Chromatin-modifiying enzymes are essential when the Saccharomyces cerevisiae morphogenesis checkpoint is constitutively activated.

Hsl7p plays a central role in the morphogenesis checkpoint triggered when yeast bud formation is impaired and is proposed to function as an arginine methyltransferase. HSL7 is also essential in the absence of the N-terminal tails of histones H3 or H4. The requirement for H3 and H4 tails may indicate a need for their post-translational modification to bypass the morphogenesis checkpoint. In support of this, the absence of the acetyltransferases Gcn5p or Esa1p, the deacetylase Rpd3p, or the lysine-methyltransferase Set1p resulted in death or extreme sickness in hslDelta mutants.
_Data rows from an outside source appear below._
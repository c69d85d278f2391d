//! Test dispatcher and aggregator
//!
//! ## TestReporter Trait
//!
//! The dispatcher uses a `TestReporter` trait to separate reporting from execution. Results are handed to the
//! reporter in completion order, from a single task, so implementations need no locking of their own.
//!
//! ## I/O Boundaries
//!
//! Running a job is abstracted via [`JobRunner`] in `test_interfaces.rs`, so the dispatcher can be driven by fake
//! runners in tests. The default runner is `browser::BrowserRunner`.
//!
//! ## Batch lifecycle
//!
//! 1. One task per job is spawned on a `JoinSet`; a semaphore caps how many run at once.
//! 2. Finished jobs and job-level errors go over one results channel to a dedicated reporter task.
//! 3. Once the `JoinSet` is empty the last sender is dropped, the reporter task drains the channel and is awaited,
//!    and only then is the summary printed.

use std::io::{self, Write};
use std::sync::Arc;
use std::sync::atomic::{AtomicU64, Ordering};
use std::time::{Duration, Instant};

use qutest_core::{RunEnd, TestReport, display_prefix, strip_display_prefix};
use thiserror::Error;
use tokio::sync::{Semaphore, mpsc};
use tokio::task::{JoinError, JoinSet};

use super::test_interfaces::{JobError, JobRunner};
use crate::browser::CoverageSummary;
use crate::config::Palette;
use crate::shutdown::Shutdown;

/// How long an in-flight job may keep running after shutdown fires, to tear its session down.
const CANCEL_GRACE: Duration = Duration::from_secs(10);

/// Results buffered between the jobs and the reporter task.
const RESULT_BUFFER: usize = 32;

// ============================================================================
// Jobs and results
// ============================================================================

/// One discovered test file to run in isolation.
#[derive(Debug, Clone, PartialEq, Eq)]
pub struct TestJob {
    /// Unique within the batch; scopes the capture binding name.
    pub id: u64,
    /// Root-relative path with `/` separators.
    pub path: String,
}

/// The outcome of one successful job.
#[derive(Debug, Clone)]
pub struct RunResult {
    pub path: String,
    /// Host-measured time from navigation to captured payload.
    pub elapsed: Duration,
    pub run_end: RunEnd,
    pub coverage: Option<CoverageSummary>,
}

impl RunResult {
    pub fn passed(&self) -> bool {
        self.run_end.passed()
    }
}

/// Errors that abort a whole batch.
#[derive(Debug, Error)]
pub enum BatchError {
    #[error("protocol violation: {0}")]
    Protocol(#[source] JobError),

    #[error("test job panicked: {0}")]
    Panicked(#[source] JoinError),
}

// ============================================================================
// Aggregate statistics
// ============================================================================

/// Running totals, updated concurrently by completing jobs.
#[derive(Debug, Default)]
pub struct AggregateStats {
    passed: AtomicU64,
    failed: AtomicU64,
    completed: AtomicU64,
    errors: AtomicU64,
}
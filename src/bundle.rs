//! Bundle test files with the esbuild CLI.
//!
//! The bundle is written to stdout and served as-is; esbuild's error report on stderr is parsed into
//! [`BuildMessage`]s so the harness server can return them as JSON.

use std::path::{Path, PathBuf};
use std::process::Command;

use serde::Serialize;

use crate::cli::test_interfaces::{BundleError, Bundler};

/// Flags that make esbuild produce one self-contained ES module on stdout.
const BASE_ARGS: &[&str] = &[
    "--bundle",
    "--format=esm",
    "--sourcemap=inline",
    "--log-level=error",
    "--color=false",
];

/// One build error, shaped like esbuild's own JSON messages.
#[derive(Debug, Clone, PartialEq, Eq, Serialize)]
pub struct BuildMessage {
    pub text: String,
    pub location: Option<BuildLocation>,
}

impl BuildMessage {
    /// A message without a source location.
    pub fn text(text: impl Into<String>) -> Self {
        Self {
            text: text.into(),
            location: None,
        }
    }
}

#[derive(Debug, Clone, PartialEq, Eq, Serialize)]
#[serde(rename_all = "camelCase")]
pub struct BuildLocation {
    pub file: String,
    pub line: u32,
    pub column: u32,
    pub line_text: String,
}

/// esbuild CLI invocation (current behavior).
#[derive(Debug, Clone)]
pub struct EsbuildBundler {
    program: PathBuf,
    root: PathBuf,
    args: Vec<String>,
}

impl EsbuildBundler {
    /// Create a bundler for `root`.
    ///
    /// ## Parameters
    /// - `root`: directory esbuild runs in; entries are relative to it.
    /// - `program`: explicit executable, otherwise `node_modules/.bin/esbuild` under `root`, otherwise `esbuild`.
    /// - `extra_args`: user arguments as one shell-quoted string.
    pub fn new(root: &Path, program: Option<PathBuf>, extra_args: &str) -> Result<Self, BundleError> {
        let args = shell_words::split(extra_args).map_err(|e| BundleError::InvalidArguments(e.to_string()))?;
        let program = program.unwrap_or_else(|| {
            let local = root.join("node_modules").join(".bin").join("esbuild");
            if local.is_file() { local } else { PathBuf::from("esbuild") }
        });
        Ok(Self {
            program,
            root: root.to_path_buf(),
            args,
        })
    }

    pub fn program(&self) -> &Path {
        &self.program
    }
}

impl Bundler for EsbuildBundler {
    fn bundle(&self, entry: &Path) -> Result<Vec<u8>, BundleError> {
        let output = Command::new(&self.program)
            .current_dir(&self.root)
            .arg(entry)
            .args(BASE_ARGS)
            .args(&self.args)
            .output()
            .map_err(|source| BundleError::Spawn {
                program: self.program.display().to_string(),
                source,
            })?;

        if output.status.success() {
            return Ok(output.stdout);
        }

        let stderr = String::from_utf8_lossy(&output.stderr);
        let mut messages = parse_build_errors(&stderr);
        if messages.is_empty() {
            let raw = stderr.trim();
            messages.push(BuildMessage::text(if raw.is_empty() {
                format!("esbuild exited with {}", output.status)
            } else {
                raw.to_string()
            }));
        }
        Err(BundleError::Build(messages))
    }
}

/// Parse esbuild's human-readable error report.
///
/// Each error starts with an `[ERROR]` header line and may be followed by a `file:line:column:` location line and
/// a gutter line (`1 │ source`) holding the offending source text. Notes and the trailing count are ignored.
pub fn parse_build_errors(stderr: &str) -> Vec<BuildMessage> {
    let mut messages: Vec<BuildMessage> = Vec::new();
    let mut expect_line_text = false;

    for line in stderr.lines() {
        let trimmed = line.trim();
        if let Some(text) = error_header(trimmed) {
            messages.push(BuildMessage::text(text));
            expect_line_text = false;
            continue;
        }
        let Some(current) = messages.last_mut() else {
            continue;
        };
        if current.location.is_none() {
            if let Some(location) = parse_location(trimmed) {
                current.location = Some(location);
                expect_line_text = true;
            }
        } else if expect_line_text {
            if let Some((_, source)) = trimmed.split_once('│') {
                if let Some(location) = current.location.as_mut() {
                    location.line_text = source.strip_prefix(' ').unwrap_or(source).to_string();
                }
                expect_line_text = false;
            }
        }
    }
    messages
}

fn error_header(line: &str) -> Option<&str> {
    let idx = line.find("[ERROR]")?;
    let lead = line[..idx].trim();
    if !(lead.is_empty() || lead == "✘" || lead == "X" || lead == "×") {
        return None;
    }
    Some(line[idx + "[ERROR]".len()..].trim())
}

fn parse_location(line: &str) -> Option<BuildLocation> {
    let body = line.strip_suffix(':')?;
    let mut parts = body.rsplitn(3, ':');
    let column = parts.next()?.parse().ok()?;
    let line_no = parts.next()?.parse().ok()?;
    let file = parts.next()?;
    if file.is_empty() || file.contains(' ') {
        return None;
    }
    Some(BuildLocation {
        file: file.to_string(),
        line: line_no,
        column,
        line_text: String::new(),
    })
}
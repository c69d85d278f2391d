//! Define the `runEnd` summary sent by the harness page through the capture binding.
//!
//! The harness page serializes QUnit's `runEnd` event object with `JSON.stringify` and hands the text to the host
//! binding exactly once. The host decodes it with [`RunEnd::from_payload`].
//!
//! ## Notes
//! - The page side of this contract is generated by the orchestrator itself, so a payload that does not decode is a
//!   contract violation rather than a user error. Callers are expected to treat [`PayloadError`] as fatal.
//! - Only `status` and `testCounts` are required; per-test detail is optional and defaults to empty.

use serde::{Deserialize, Serialize};
use serde_json::Value;
use thiserror::Error;

/// The status string QUnit reports for a fully passing run or test.
pub const STATUS_PASSED: &str = "passed";

/// Error returned when a capture payload does not match the `runEnd` shape.
#[derive(Debug, Error)]
#[error("malformed runEnd payload: {source}")]
pub struct PayloadError {
    #[from]
    source: serde_json::Error,
}

/// Aggregate assertion-case counts for a whole run.
#[derive(Debug, Clone, Copy, Default, PartialEq, Eq, Serialize, Deserialize)]
pub struct TestCounts {
    pub passed: u64,
    pub failed: u64,
    pub skipped: u64,
    pub todo: u64,
    pub total: u64,
}

/// One assertion recorded against a test case.
#[derive(Debug, Clone, Default, PartialEq, Serialize, Deserialize)]
#[serde(default)]
pub struct AssertionReport {
    pub passed: bool,
    pub actual: Value,
    pub expected: Value,
    pub stack: Option<String>,
    pub todo: bool,
}

/// Per-test-case detail.
#[derive(Debug, Clone, Default, PartialEq, Serialize, Deserialize)]
#[serde(default, rename_all = "camelCase")]
pub struct TestReport {
    pub name: String,
    pub full_name: Vec<String>,
    pub runtime: f64,
    pub status: String,
    pub errors: Vec<AssertionReport>,
}

impl TestReport {
    /// Whether QUnit reported this case as passed.
    pub fn passed(&self) -> bool {
        self.status == STATUS_PASSED
    }

    /// The case name including its module path, joined the way QUnit's HTML reporter shows it.
    pub fn display_name(&self) -> String {
        if self.full_name.is_empty() {
            self.name.clone()
        } else {
            self.full_name.join(" > ")
        }
    }
}

/// The structured outcome of one harness page run.
#[derive(Debug, Clone, PartialEq, Serialize, Deserialize)]
#[serde(rename_all = "camelCase")]
pub struct RunEnd {
    #[serde(default)]
    pub full_name: Vec<String>,
    /// Runtime reported by the page, in milliseconds. Informational only.
    #[serde(default)]
    pub runtime: f64,
    pub status: String,
    pub test_counts: TestCounts,
    #[serde(default)]
    pub tests: Vec<TestReport>,
}

impl RunEnd {
    /// Decode a capture payload.
    ///
    /// ## Parameters
    /// - `payload`: the string argument the page passed to the binding.
    ///
    /// ## Returns
    /// - (`RunEnd`): the decoded summary, or a [`PayloadError`] naming the serde failure.
    pub fn from_payload(payload: &str) -> Result<Self, PayloadError> {
        Ok(serde_json::from_str(payload)?)
    }

    /// Whether the overall run passed.
    pub fn passed(&self) -> bool {
        self.status == STATUS_PASSED
    }

    /// Test cases that did not pass, in page order.
    pub fn failed_tests(&self) -> impl Iterator<Item = &TestReport> {
        self.tests.iter().filter(|t| !t.passed() && t.status != "skipped" && t.status != "todo")
    }
}
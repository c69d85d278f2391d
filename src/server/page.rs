//! Harness page rendering

use std::fmt::Write;

/// Render the harness page for one test file.
///
/// ## Parameters
/// - `test_path`: root-relative test path, used for the title and the bundle URL.
/// - `binding`: job-scoped host binding to report through, if the page was opened by the orchestrator.
///
/// ## Notes
/// - The bridge is a no-op when the binding function does not exist, so the page can be opened by hand.
/// - The bridge reports at most once even if QUnit emits `runEnd` again.
pub fn render(test_path: &str, binding: Option<&str>) -> String {
    // A JSON string literal is also a valid JS string literal; `null` keeps the guard path.
    let binding_js = match binding {
        Some(name) => serde_json::Value::from(name).to_string(),
        None => "null".to_string(),
    };
    let title = escape_html(test_path);
    let src = escape_html(&bundle_path(test_path));

    let mut html = String::with_capacity(1024);
    let _ = write!(
        html,
        r#"<!doctype html>
<html>

<head>
  <meta charset="utf-8">
  <meta name="viewport" content="width=device-width">
  <title>{title}</title>
  <link rel="icon" href="data:">
  <link rel="stylesheet" href="/qunit.css">
</head>

<body>
  <div id="qunit"></div>
  <div id="qunit-fixture"></div>
  <script src="/qunit.js"></script>
  <script>
    (function (binding) {{
      var report = binding && window[binding];
      if (typeof report !== "function") {{
        return;
      }}
      var sent = false;
      QUnit.on("runEnd", function (runEnd) {{
        if (sent) {{
          return;
        }}
        sent = true;
        report(JSON.stringify(runEnd));
      }});
    }})({binding_js});
  </script>
  <script type="module" src="{src}"></script>
</body>

</html>
"#
    );
    html
}

/// URL path of the harness page for a test.
pub fn test_page_path(test_path: &str) -> String {
    format!("/test/{}", encode_path(test_path))
}

/// URL path of the bundled script for a test.
pub fn bundle_path(test_path: &str) -> String {
    format!("/bundle/{}", encode_path(test_path))
}

/// Percent-encode a `/`-separated path, leaving separators and unreserved characters alone.
pub fn encode_path(path: &str) -> String {
    let mut out = String::with_capacity(path.len());
    for byte in path.bytes() {
        match byte {
            b'A'..=b'Z' | b'a'..=b'z' | b'0'..=b'9' | b'-' | b'.' | b'_' | b'~' | b'/' => out.push(byte as char),
            _ => {
                let _ = write!(out, "%{byte:02X}");
            }
        }
    }
    out
}

fn escape_html(raw: &str) -> String {
    let mut out = String::with_capacity(raw.len());
    for c in raw.chars() {
        match c {
            '&' => out.push_str("&amp;"),
            '<' => out.push_str("&lt;"),
            '>' => out.push_str("&gt;"),
            '"' => out.push_str("&quot;"),
            '\'' => out.push_str("&#39;"),
            _ => out.push(c),
        }
    }
    out
}
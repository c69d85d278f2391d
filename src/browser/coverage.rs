//! Function coverage summary from V8 precise coverage.

use std::fmt;

use chromiumoxide::cdp::js_protocol::profiler::ScriptCoverage;

/// Path segment identifying scripts served by the bundle route.
const BUNDLE_SEGMENT: &str = "/bundle/";

#[derive(Debug, Clone, Copy, Default, PartialEq, Eq)]
pub struct CoverageSummary {
    pub covered: usize,
    pub total: usize,
}

impl CoverageSummary {
    /// Summarize the scripts of one page, counting only the test bundle.
    pub fn from_scripts(scripts: &[ScriptCoverage]) -> Self {
        let counts = scripts
            .iter()
            .filter(|script| is_bundle_script(&script.url))
            .flat_map(|script| script.functions.iter())
            // The first range spans the whole function and carries its call count.
            .map(|function| function.ranges.first().map_or(0, |range| range.count));
        Self::from_call_counts(counts)
    }

    pub fn from_call_counts(counts: impl IntoIterator<Item = i64>) -> Self {
        counts.into_iter().fold(Self::default(), |mut acc, count| {
            acc.total += 1;
            if count > 0 {
                acc.covered += 1;
            }
            acc
        })
    }

    pub fn percent(&self) -> f64 {
        if self.total == 0 {
            return 100.0;
        }
        self.covered as f64 * 100.0 / self.total as f64
    }
}

impl fmt::Display for CoverageSummary {
    fn fmt(&self, f: &mut fmt::Formatter<'_>) -> fmt::Result {
        write!(f, "{:.1}% functions ({}/{})", self.percent(), self.covered, self.total)
    }
}

fn is_bundle_script(url: &str) -> bool {
    url.contains(BUNDLE_SEGMENT)
}
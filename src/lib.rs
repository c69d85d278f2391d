#![forbid(unsafe_code)]
//! qutest: run QUnit test files in isolated headless Chrome sessions
//!
//! Each discovered test file is bundled with esbuild, served inside a minimal harness page by an embedded HTTP
//! server, and loaded in its own browser context. The page reports QUnit's `runEnd` summary back through a
//! job-scoped binding; results are printed in completion order, followed by one summary line.
//!
//! ## Modules
//!
//! - `discover` - glob-based test discovery
//! - `bundle` - esbuild invocation and build-error parsing
//! - `server` - harness page, bundle and QUnit asset routes
//! - `browser` - shared browser root, capture binding, per-job sessions, coverage
//! - `cli` - argument parsing, dispatcher, reporter
//! - `watch` - change polling for `--watch`
//!
//! ## Panic Policy
//!
//! This codebase follows explicit error handling:
//!
//! - **Production code**: Use `Result` or `Option` with `?` / `ok_or` / `map_err`. The `cli` module enforces
//!   `#![deny(clippy::unwrap_used)]`.
//!
//! - **Test code**: `.unwrap()` and `.expect()` are acceptable in tests.

pub mod browser;
pub mod bundle;
pub mod cli;
pub mod config;
pub mod discover;
pub mod server;
pub mod shutdown;
pub mod version;
pub mod watch;

pub use cli::test_runner::{BatchOutcome, RunResult, TestJob};
pub use config::{Palette, RunConfig};
//! End-to-end tests running the built binary against `tests/fixtures`.
//!
//! These need Chrome and esbuild on the machine, so they are ignored by default:
//!
//! ```text
//! cargo test --test e2e_tests -- --ignored
//! ```

use std::path::Path;
use std::process::Command;

/// Run qutest in the fixtures directory and return combined output and exit code.
fn run(args: &[&str]) -> (String, i32) {
    let fixtures = Path::new(env!("CARGO_MANIFEST_DIR")).join("tests").join("fixtures");
    let output = Command::new(env!("CARGO_BIN_EXE_qutest"))
        .args(["--root", &fixtures.to_string_lossy()])
        .args(args)
        .env("NO_COLOR", "1")
        .output()
        .expect("failed to run qutest");
    let mut text = String::from_utf8_lossy(&output.stdout).into_owned();
    text.push_str(&String::from_utf8_lossy(&output.stderr));
    (text, output.status.code().unwrap_or(-1))
}

#[test]
#[ignore = "needs Chrome and esbuild"]
fn simple_success() {
    let (out, exit) = run(&["should_pass.js"]);
    assert_eq!(exit, 0, "{out}");
    assert!(out.contains("1 pass"), "{out}");
    assert!(!out.contains("fail"), "{out}");
}

#[test]
#[ignore = "needs Chrome and esbuild"]
fn simple_failure() {
    let (out, exit) = run(&["should_fail.js"]);
    assert_eq!(exit, 1, "{out}");
    assert!(out.contains("1 fail"), "{out}");
    assert!(out.contains("fails on purpose"), "{out}");
}

#[test]
#[ignore = "needs Chrome and esbuild"]
fn typescript_success() {
    let (out, exit) = run(&["a_typescript_file.ts"]);
    assert_eq!(exit, 0, "{out}");
    assert!(out.contains("1 pass"), "{out}");
}

#[test]
#[ignore = "needs Chrome and esbuild"]
fn build_failure_is_isolated() {
    let (out, exit) = run(&["does_not_build.js", "should_pass.js"]);
    assert_eq!(exit, 1, "{out}");
    assert!(out.contains("✓ 1 pass"), "{out}");
    assert!(out.contains("✗ error does_not_build.js"), "{out}");
}

#[test]
#[ignore = "needs Chrome and esbuild"]
fn files_do_not_share_globals() {
    let (out, exit) = run(&["isolation/*.js", "--parallel", "2"]);
    assert_eq!(exit, 0, "{out}");
    assert_eq!(out.matches("1 pass").count(), 2, "{out}");
}

#[test]
#[ignore = "needs Chrome and esbuild"]
fn exclude_removes_files() {
    let (out, exit) = run(&["should_pass.js", "should_fail.js", "--exclude", "should_fail.js"]);
    assert_eq!(exit, 0, "{out}");
    assert!(!out.contains("should_fail"), "{out}");
}

#[test]
#[ignore = "needs Chrome and esbuild"]
fn no_tests_collected_exits_zero() {
    let (out, exit) = run(&["nothing/matches/*.js"]);
    assert_eq!(exit, 0, "{out}");
    assert!(out.contains("No tests collected"), "{out}");
}
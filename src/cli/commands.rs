//! CLI command implementations
//!
//! All command functions return `CliResult<ExitCode>` instead of calling
//! `process::exit`. Error handling and exits happen in the top-level `run()`.

use std::path::Path;
use std::sync::Arc;

use crate::browser::{BrowserRoot, BrowserRunner};
use crate::bundle::EsbuildBundler;
use crate::config::RunConfig;
use crate::discover::discover;
use crate::server::assets::FrameworkAssets;
use crate::server::{HarnessServer, HarnessState};
use crate::shutdown::Shutdown;
use crate::watch::ChangeWatcher;

use super::test_runner::{ConsoleReporter, TestReporter, run_batch};
use super::{CliError, CliResult, ExitCode};

/// Run the test command: serve, discover, run every test file, report.
///
/// With `watch`, the batch re-runs after every change under the root until interrupted; the exit code reflects the
/// last batch. With `keep_running`, the browser stays open after the final summary until interrupted.
pub async fn run_tests(config: RunConfig) -> CliResult<ExitCode> {
    let shutdown = Shutdown::new();
    shutdown.listen_for_signals();

    let root = config
        .root
        .canonicalize()
        .map_err(|e| CliError::failure(format!("Error: cannot read test root '{}': {e}", config.root.display())))?;

    let bundler = EsbuildBundler::new(&root, config.esbuild_bin.clone(), &config.bundler_args)
        .map_err(|e| CliError::failure(format!("Error: {e}")))?;
    tracing::debug!(esbuild = %bundler.program().display(), "using bundler");
    let assets = FrameworkAssets::load(&root).await;
    let state = HarnessState::new(Arc::new(bundler), assets);
    let server = HarnessServer::start(state, config.port, shutdown.clone())
        .await
        .map_err(|e| CliError::failure(format!("Error: failed to start harness server: {e}")))?;

    // Browser start-up and the first discovery are independent; overlap them.
    let (browser, discovered) = tokio::join!(
        BrowserRoot::launch(config.visible),
        discover(&root, &config.include, &config.exclude)
    );
    let browser = Arc::new(browser.map_err(|e| CliError::failure(format!("Error: {e}")))?);

    let result = match discovered {
        Ok(paths) => run_with_browser(&config, &root, &browser, &server, paths, &shutdown).await,
        Err(e) => Err(CliError::failure(format!("Error: {e}"))),
    };

    shutdown.trigger();
    match Arc::try_unwrap(browser) {
        Ok(browser) => browser.close().await,
        Err(_) => tracing::debug!("browser still referenced, leaving it to exit with the process"),
    }
    result
}

async fn run_with_browser(
    config: &RunConfig,
    root: &Path,
    browser: &Arc<BrowserRoot>,
    server: &HarnessServer,
    mut paths: Vec<String>,
    shutdown: &Shutdown,
) -> CliResult<ExitCode> {
    let runner = Arc::new(
        BrowserRunner::new(Arc::clone(browser), server.urls(), config.timeout, shutdown.clone())
            .with_coverage(config.coverage)
            .with_keep_alive(config.keep_running),
    );
    let mut watcher = if config.watch {
        let watcher = ChangeWatcher::new(root, &config.exclude)
            .await
            .map_err(|e| CliError::failure(format!("Error: {e}")))?;
        Some(watcher)
    } else {
        None
    };

    let success = loop {
        let mut reporter = ConsoleReporter::stdout(config.palette);
        let success = if paths.is_empty() {
            reporter.on_collection_complete(&paths);
            true
        } else {
            let outcome = run_batch(Arc::clone(&runner), paths, config.parallel, reporter, shutdown)
                .await
                .map_err(|e| CliError::failure(format!("Error: {e}")))?;
            outcome.success()
        };

        let Some(watcher) = watcher.as_mut() else {
            break success;
        };
        if shutdown.is_triggered() {
            break success;
        }
        tracing::info!("watching for changes, press Ctrl-C to quit");
        let changes = watcher
            .changed(shutdown)
            .await
            .map_err(|e| CliError::failure(format!("Error: {e}")))?;
        if changes.is_empty() {
            break success;
        }
        tracing::info!(count = changes.len(), "files changed, re-running");
        paths = discover(root, &config.include, &config.exclude)
            .await
            .map_err(|e| CliError::failure(format!("Error: {e}")))?;
    };

    if config.keep_running && !shutdown.is_triggered() {
        println!("Keeping browser running as requested, press Ctrl-C to quit.");
        shutdown.cancelled().await;
    }

    Ok(if success { ExitCode::SUCCESS } else { ExitCode::FAILURE })
}
//! Page network activity, reduced to what decides a job early
//!
//! CDP reports a request's URL once (`requestWillBeSent`) and refers to it by id afterwards. [`RequestTracker`]
//! joins the two so responses and load failures can be matched against the URLs a session cares about.

use std::collections::HashMap;

use chromiumoxide::Page;
use chromiumoxide::cdp::browser_protocol::network::{
    EventLoadingFailed, EventRequestWillBeSent, EventResponseReceived,
};
use chromiumoxide::error::CdpError;
use futures::stream::{self, BoxStream, PollNext, Stream, StreamExt};

/// Raw network events, keyed by CDP request id.
#[derive(Debug, Clone, PartialEq, Eq)]
pub enum NetworkEvent {
    Sent { request_id: String, url: String },
    Received { request_id: String, status: i64 },
    Failed { request_id: String, reason: String },
}

/// The outcome of one request, under the URL the page asked for.
#[derive(Debug, Clone, PartialEq, Eq)]
pub enum PageSignal {
    Response { url: String, status: i64 },
    Failed { url: String, reason: String },
}

/// Maps request ids to the URL first requested under that id.
#[derive(Debug, Default)]
pub struct RequestTracker {
    urls: HashMap<String, String>,
}

impl RequestTracker {
    /// Feed one event; returns a signal once the request has an outcome.
    ///
    /// Redirects reuse the request id, so the original URL is kept and the final outcome is reported under it.
    pub fn observe(&mut self, event: NetworkEvent) -> Option<PageSignal> {
        match event {
            NetworkEvent::Sent { request_id, url } => {
                self.urls.entry(request_id).or_insert(url);
                None
            }
            NetworkEvent::Received { request_id, status } => self
                .urls
                .get(&request_id)
                .map(|url| PageSignal::Response { url: url.clone(), status }),
            NetworkEvent::Failed { request_id, reason } => self
                .urls
                .remove(&request_id)
                .map(|url| PageSignal::Failed { url, reason }),
        }
    }
}

/// Turn a stream of raw events into request outcomes.
pub fn signals<S>(events: S) -> impl Stream<Item = PageSignal> + Send
where
    S: Stream<Item = NetworkEvent> + Send,
{
    events
        .scan(RequestTracker::default(), |tracker, event| {
            futures::future::ready(Some(tracker.observe(event)))
        })
        .filter_map(futures::future::ready)
}

/// Subscribe to a page's network events. Network reporting must still be enabled on the page.
pub async fn listen(page: &Page) -> Result<BoxStream<'static, PageSignal>, CdpError> {
    let sent = page
        .event_listener::<EventRequestWillBeSent>()
        .await?
        .map(|event| NetworkEvent::Sent {
            request_id: event.request_id.inner().clone(),
            url: event.request.url.clone(),
        });
    let received = page
        .event_listener::<EventResponseReceived>()
        .await?
        .map(|event| NetworkEvent::Received {
            request_id: event.request_id.inner().clone(),
            status: event.response.status,
        });
    let failed = page
        .event_listener::<EventLoadingFailed>()
        .await?
        .map(|event| NetworkEvent::Failed {
            request_id: event.request_id.inner().clone(),
            reason: event.error_text.clone(),
        });

    // Requests are drained first so an outcome never overtakes the request it belongs to.
    let events = stream::select_with_strategy(sent, stream::select(received, failed), |_: &mut ()| {
        PollNext::Left
    });
    Ok(signals(events).boxed())
}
These synthetic interactions involved both the activity of the chromatin-modifying enzymes and the complexes through which they act. Newly reported silencing phenotypes of hsl7Delta mirror those previously reported for gcn5Delta and rpd3Delta, thereby strengthening their functional links. In addition, synthetic interactions and silencing phenotypes were suppressed by inactivation of the morphogenesis checkpoint, either by SWE1 deletion or by preventing Cdc28p phosphorylation. A catalytically dead Hsl7p retained wild-type interactions, implying that modification of histone H3 or H4 N termini by Gcn5p, Esa1p, Rpd3p, and Set1p, but not by Hsl7p, was needed to bypass the morphogenesis checkpoint.